WHAT THE TASK ASKS → I need the number of lines in the data that include "layout"; reply with that number alone.

═══ MATERIAL PROVIDED

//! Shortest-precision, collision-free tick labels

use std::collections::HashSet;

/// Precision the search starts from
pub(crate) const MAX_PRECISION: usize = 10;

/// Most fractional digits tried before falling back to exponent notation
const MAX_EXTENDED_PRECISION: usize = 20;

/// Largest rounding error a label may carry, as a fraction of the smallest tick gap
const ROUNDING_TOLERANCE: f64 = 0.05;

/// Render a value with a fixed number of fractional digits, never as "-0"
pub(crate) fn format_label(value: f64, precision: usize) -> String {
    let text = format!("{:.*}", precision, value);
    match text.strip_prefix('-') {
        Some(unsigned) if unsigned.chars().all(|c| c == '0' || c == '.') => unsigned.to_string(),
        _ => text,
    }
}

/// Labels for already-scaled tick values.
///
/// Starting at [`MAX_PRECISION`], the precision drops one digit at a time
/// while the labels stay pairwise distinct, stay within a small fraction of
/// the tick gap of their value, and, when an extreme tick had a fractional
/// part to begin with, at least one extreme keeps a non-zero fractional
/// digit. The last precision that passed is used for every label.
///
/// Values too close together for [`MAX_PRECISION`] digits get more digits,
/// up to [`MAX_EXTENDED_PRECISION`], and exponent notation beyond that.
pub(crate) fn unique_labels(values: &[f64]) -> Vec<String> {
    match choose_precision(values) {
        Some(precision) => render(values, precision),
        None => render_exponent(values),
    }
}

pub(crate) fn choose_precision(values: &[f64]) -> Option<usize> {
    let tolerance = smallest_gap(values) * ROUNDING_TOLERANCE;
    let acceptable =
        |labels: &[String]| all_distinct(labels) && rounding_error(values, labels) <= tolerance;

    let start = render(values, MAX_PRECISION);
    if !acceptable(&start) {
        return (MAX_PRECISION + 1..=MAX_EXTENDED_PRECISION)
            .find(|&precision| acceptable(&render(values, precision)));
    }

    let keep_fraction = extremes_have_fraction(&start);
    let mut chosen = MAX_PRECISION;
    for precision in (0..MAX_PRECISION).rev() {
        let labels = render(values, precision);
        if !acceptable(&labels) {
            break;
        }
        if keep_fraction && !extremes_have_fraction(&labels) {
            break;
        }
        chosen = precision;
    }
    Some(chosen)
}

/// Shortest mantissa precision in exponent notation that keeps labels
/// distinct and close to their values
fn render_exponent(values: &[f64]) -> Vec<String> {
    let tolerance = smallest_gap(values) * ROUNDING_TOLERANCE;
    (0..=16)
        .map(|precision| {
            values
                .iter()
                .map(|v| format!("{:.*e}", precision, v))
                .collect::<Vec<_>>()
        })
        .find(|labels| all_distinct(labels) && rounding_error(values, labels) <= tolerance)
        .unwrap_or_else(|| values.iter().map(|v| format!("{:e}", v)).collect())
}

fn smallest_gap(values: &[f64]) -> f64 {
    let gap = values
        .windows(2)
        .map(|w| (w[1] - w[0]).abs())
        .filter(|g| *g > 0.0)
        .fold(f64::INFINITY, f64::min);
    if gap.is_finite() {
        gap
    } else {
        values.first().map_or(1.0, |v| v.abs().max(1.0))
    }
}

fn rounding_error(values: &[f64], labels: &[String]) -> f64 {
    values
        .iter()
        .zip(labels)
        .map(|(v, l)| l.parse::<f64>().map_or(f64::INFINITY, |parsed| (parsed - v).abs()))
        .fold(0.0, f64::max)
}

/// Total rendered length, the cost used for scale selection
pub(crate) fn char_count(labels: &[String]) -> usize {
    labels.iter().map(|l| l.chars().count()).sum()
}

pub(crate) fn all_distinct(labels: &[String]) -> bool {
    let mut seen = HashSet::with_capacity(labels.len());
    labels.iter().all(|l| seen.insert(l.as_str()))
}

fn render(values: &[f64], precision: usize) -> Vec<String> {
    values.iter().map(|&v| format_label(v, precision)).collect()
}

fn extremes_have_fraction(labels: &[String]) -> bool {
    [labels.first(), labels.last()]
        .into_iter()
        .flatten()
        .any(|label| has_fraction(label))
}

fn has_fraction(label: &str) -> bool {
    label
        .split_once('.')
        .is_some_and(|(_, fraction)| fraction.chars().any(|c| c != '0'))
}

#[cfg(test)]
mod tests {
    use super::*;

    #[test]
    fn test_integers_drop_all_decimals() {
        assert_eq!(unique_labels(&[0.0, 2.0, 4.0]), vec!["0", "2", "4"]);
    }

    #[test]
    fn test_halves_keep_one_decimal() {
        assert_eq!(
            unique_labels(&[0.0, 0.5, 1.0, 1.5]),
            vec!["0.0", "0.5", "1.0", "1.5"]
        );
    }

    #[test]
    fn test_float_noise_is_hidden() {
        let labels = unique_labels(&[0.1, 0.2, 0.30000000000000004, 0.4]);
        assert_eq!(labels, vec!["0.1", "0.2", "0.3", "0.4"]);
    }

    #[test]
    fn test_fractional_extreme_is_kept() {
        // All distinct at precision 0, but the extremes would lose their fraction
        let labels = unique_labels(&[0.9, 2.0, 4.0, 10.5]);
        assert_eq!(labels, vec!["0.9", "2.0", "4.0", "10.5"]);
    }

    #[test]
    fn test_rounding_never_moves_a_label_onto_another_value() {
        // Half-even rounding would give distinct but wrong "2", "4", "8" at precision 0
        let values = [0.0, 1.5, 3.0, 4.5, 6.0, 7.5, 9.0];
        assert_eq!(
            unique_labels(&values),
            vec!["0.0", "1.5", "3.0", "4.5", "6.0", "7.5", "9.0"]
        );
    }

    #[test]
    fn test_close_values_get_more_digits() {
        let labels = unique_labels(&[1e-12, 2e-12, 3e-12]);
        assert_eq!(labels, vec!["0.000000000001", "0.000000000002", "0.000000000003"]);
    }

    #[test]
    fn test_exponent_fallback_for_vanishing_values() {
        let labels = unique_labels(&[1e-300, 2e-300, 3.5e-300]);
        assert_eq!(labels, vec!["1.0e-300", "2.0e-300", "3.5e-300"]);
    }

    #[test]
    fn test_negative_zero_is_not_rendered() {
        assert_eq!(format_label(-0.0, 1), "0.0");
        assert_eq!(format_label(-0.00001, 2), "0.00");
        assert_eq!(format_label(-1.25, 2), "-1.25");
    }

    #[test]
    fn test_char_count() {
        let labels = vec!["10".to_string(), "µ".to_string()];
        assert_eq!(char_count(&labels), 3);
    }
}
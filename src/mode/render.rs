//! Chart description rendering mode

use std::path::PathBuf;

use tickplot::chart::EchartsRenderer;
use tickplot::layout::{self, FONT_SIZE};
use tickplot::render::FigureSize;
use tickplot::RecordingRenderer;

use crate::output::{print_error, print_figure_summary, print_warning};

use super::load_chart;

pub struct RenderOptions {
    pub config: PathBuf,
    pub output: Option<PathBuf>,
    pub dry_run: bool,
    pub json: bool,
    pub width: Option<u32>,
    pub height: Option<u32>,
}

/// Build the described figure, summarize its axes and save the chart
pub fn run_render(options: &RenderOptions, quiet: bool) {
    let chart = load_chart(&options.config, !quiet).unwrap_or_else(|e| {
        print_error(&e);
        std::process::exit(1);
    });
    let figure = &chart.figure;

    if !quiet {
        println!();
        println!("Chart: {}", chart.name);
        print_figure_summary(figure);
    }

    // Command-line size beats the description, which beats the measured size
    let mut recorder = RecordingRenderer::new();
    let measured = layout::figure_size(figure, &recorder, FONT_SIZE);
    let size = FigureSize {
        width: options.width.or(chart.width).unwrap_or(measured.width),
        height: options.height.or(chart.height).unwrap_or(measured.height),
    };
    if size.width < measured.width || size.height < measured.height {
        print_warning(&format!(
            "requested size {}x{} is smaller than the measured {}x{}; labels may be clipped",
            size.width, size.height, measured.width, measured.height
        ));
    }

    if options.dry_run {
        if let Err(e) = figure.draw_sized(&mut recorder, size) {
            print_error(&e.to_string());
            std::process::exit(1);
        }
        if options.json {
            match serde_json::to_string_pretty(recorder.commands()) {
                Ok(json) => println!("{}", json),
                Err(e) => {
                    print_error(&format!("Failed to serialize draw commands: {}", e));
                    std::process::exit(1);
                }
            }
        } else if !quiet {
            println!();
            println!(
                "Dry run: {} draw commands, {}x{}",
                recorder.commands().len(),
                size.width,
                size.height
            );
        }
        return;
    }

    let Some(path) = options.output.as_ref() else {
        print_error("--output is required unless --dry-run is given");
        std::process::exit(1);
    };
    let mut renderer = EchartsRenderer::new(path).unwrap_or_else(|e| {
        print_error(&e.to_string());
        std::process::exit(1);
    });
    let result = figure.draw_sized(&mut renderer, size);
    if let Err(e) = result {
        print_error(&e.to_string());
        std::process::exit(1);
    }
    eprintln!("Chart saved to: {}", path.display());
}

══════

EXERCISE RESPONSE → 2